Fighting Dystonia, Chronic Lyme Disease & EDS Type 3… any questions?

Posts tagged ‘laughter’

Wheelchair Outings

Over the last few weeks several of my consultants have advised me to stick to bedrest and insisted I use my wheelchair if I choose to go out. With most of my recent trips out mainly being hospital appointments, this wasn’t too hard, and so I didn’t get too worked up about it. I will always be the first to admit that I’m not great at being in a wheelchair, it’s not the lack of independence that bothers me (as the whole point of the chair is countering how dependent on others I am), no my issue comes from trusting no-one, including myself, of being in charge of a wheelchair

These issues come from within, and anyone who has paid witness to my attempts to push myself will agree, I am awful. Spatial awareness and coordination are key components when nailing the art of wheelchair driving; skills I am lacking in. I am surprised shopkeepers don’t barricade the doors when they see me coming so as to preserve their stock. The most impressive incident was in New Look around 3 years ago, the domino’s effect I caused in the sale aisles was comedy gold. Due to my interesting wheelchair skills, I tend to presume that those pushing me will be just as awful as myself, resulting in many ‘please don’t kill me’ panicked expressions whenever they dare to venture near a curb! In my opinion wheelchair driving lessons should be part of the deal when being prescribed one.

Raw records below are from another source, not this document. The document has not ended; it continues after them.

//! 共通HTTPヘルパー

use crate::error::{DevcnError, Result};
use indicatif::{ProgressBar, ProgressStyle};
use reqwest::{Client, Url};

/// GET して本文をテキストで返す
///
/// 非2xxは `DevcnError::RegistryFetch`（ステータス付き）。リトライはしない。
pub async fn get_text(client: &Client, url: &Url) -> Result<String> {
    tracing::debug!(%url, "GET");

    let response = client.get(url.clone()).send().await?;
    let status = response.status();

    if !status.is_success() {
        return Err(DevcnError::RegistryFetch {
            url: url.to_string(),
            status: status.as_u16(),
        });
    }

    Ok(response.text().await?)
}

/// スピナー付きで GET
pub async fn get_text_with_spinner(client: &Client, url: &Url, message: &str) -> Result<String> {
    let pb = ProgressBar::new_spinner();
    pb.set_style(
        ProgressStyle::default_spinner()
            .template("{spinner:.green} {msg}")
            .unwrap_or_else(|_| ProgressStyle::default_spinner()),
    );
    pb.set_message(message.to_string());
    pb.enable_steady_tick(std::time::Duration::from_millis(100));

    let result = get_text(client, url).await;

    pb.finish_and_clear();
    result
}
use crate::config::ProjectLayout;
use crate::fs::FileSystem;

/// 利用側プロジェクトのパッケージマネージャ
#[derive(Debug, Clone, Copy, PartialEq, Eq)]
pub enum PackageManager {
    Pnpm,
    Yarn,
    Npm,
}

impl PackageManager {
    /// ロックファイルの検出順
    const LOCKFILES: [(&'static str, PackageManager); 3] = [
        ("pnpm-lock.yaml", PackageManager::Pnpm),
        ("yarn.lock", PackageManager::Yarn),
        ("package-lock.json", PackageManager::Npm),
    ];

    /// ロックファイルから検出（見つからなければ npm）
    pub fn detect(fs: &dyn FileSystem, layout: &ProjectLayout) -> Self {
        Self::LOCKFILES
            .iter()
            .find(|(lockfile, _)| fs.exists(&layout.root_file(lockfile)))
            .map(|(_, manager)| *manager)
            .unwrap_or(PackageManager::Npm)
    }

    pub fn program(&self) -> &'static str {
        match self {
            PackageManager::Pnpm => "pnpm",
            PackageManager::Yarn => "yarn",
            PackageManager::Npm => "npm",
        }
    }

    /// パッケージ追加のサブコマンド
    pub fn install_subcommand(&self) -> &'static str {
        match self {
            PackageManager::Npm => "install",
            PackageManager::Pnpm | PackageManager::Yarn => "add",
        }
    }
}

impl std::fmt::Display for PackageManager {
    fn fmt(&self, f: &mut std::fmt::Formatter<'_>) -> std::fmt::Result {
        write!(f, "{}", self.program())
    }
}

Yesterday Damon and I moved into our first home together, so decided to take a trip into town this afternoon to pick up the odd household supply. We’re very lucky that the area we live in is rather flat, it couldn’t be more perfect, this means that I’ll be able to get out and about even when my conditions are severe, which is something that previously would have been impossible. Damon’s quite adept with the wheelchair (we’ve yet to crash in to anything), but that didn’t stop me from pulling hilarious terrified expressions repeatedly whilst we were out today.

 

Happily away from any curbs…reenactment of curb fears

When I was first prescribed my chair, although it provided me with freedom, I found accepting that I needed it hard. In my eyes, it was a reminder of what I was unable to do. Now when I look at it I automatically smile, my fear of it always provides so much laughter, and it enables me to do every day activities, something that I’m extremely grateful for.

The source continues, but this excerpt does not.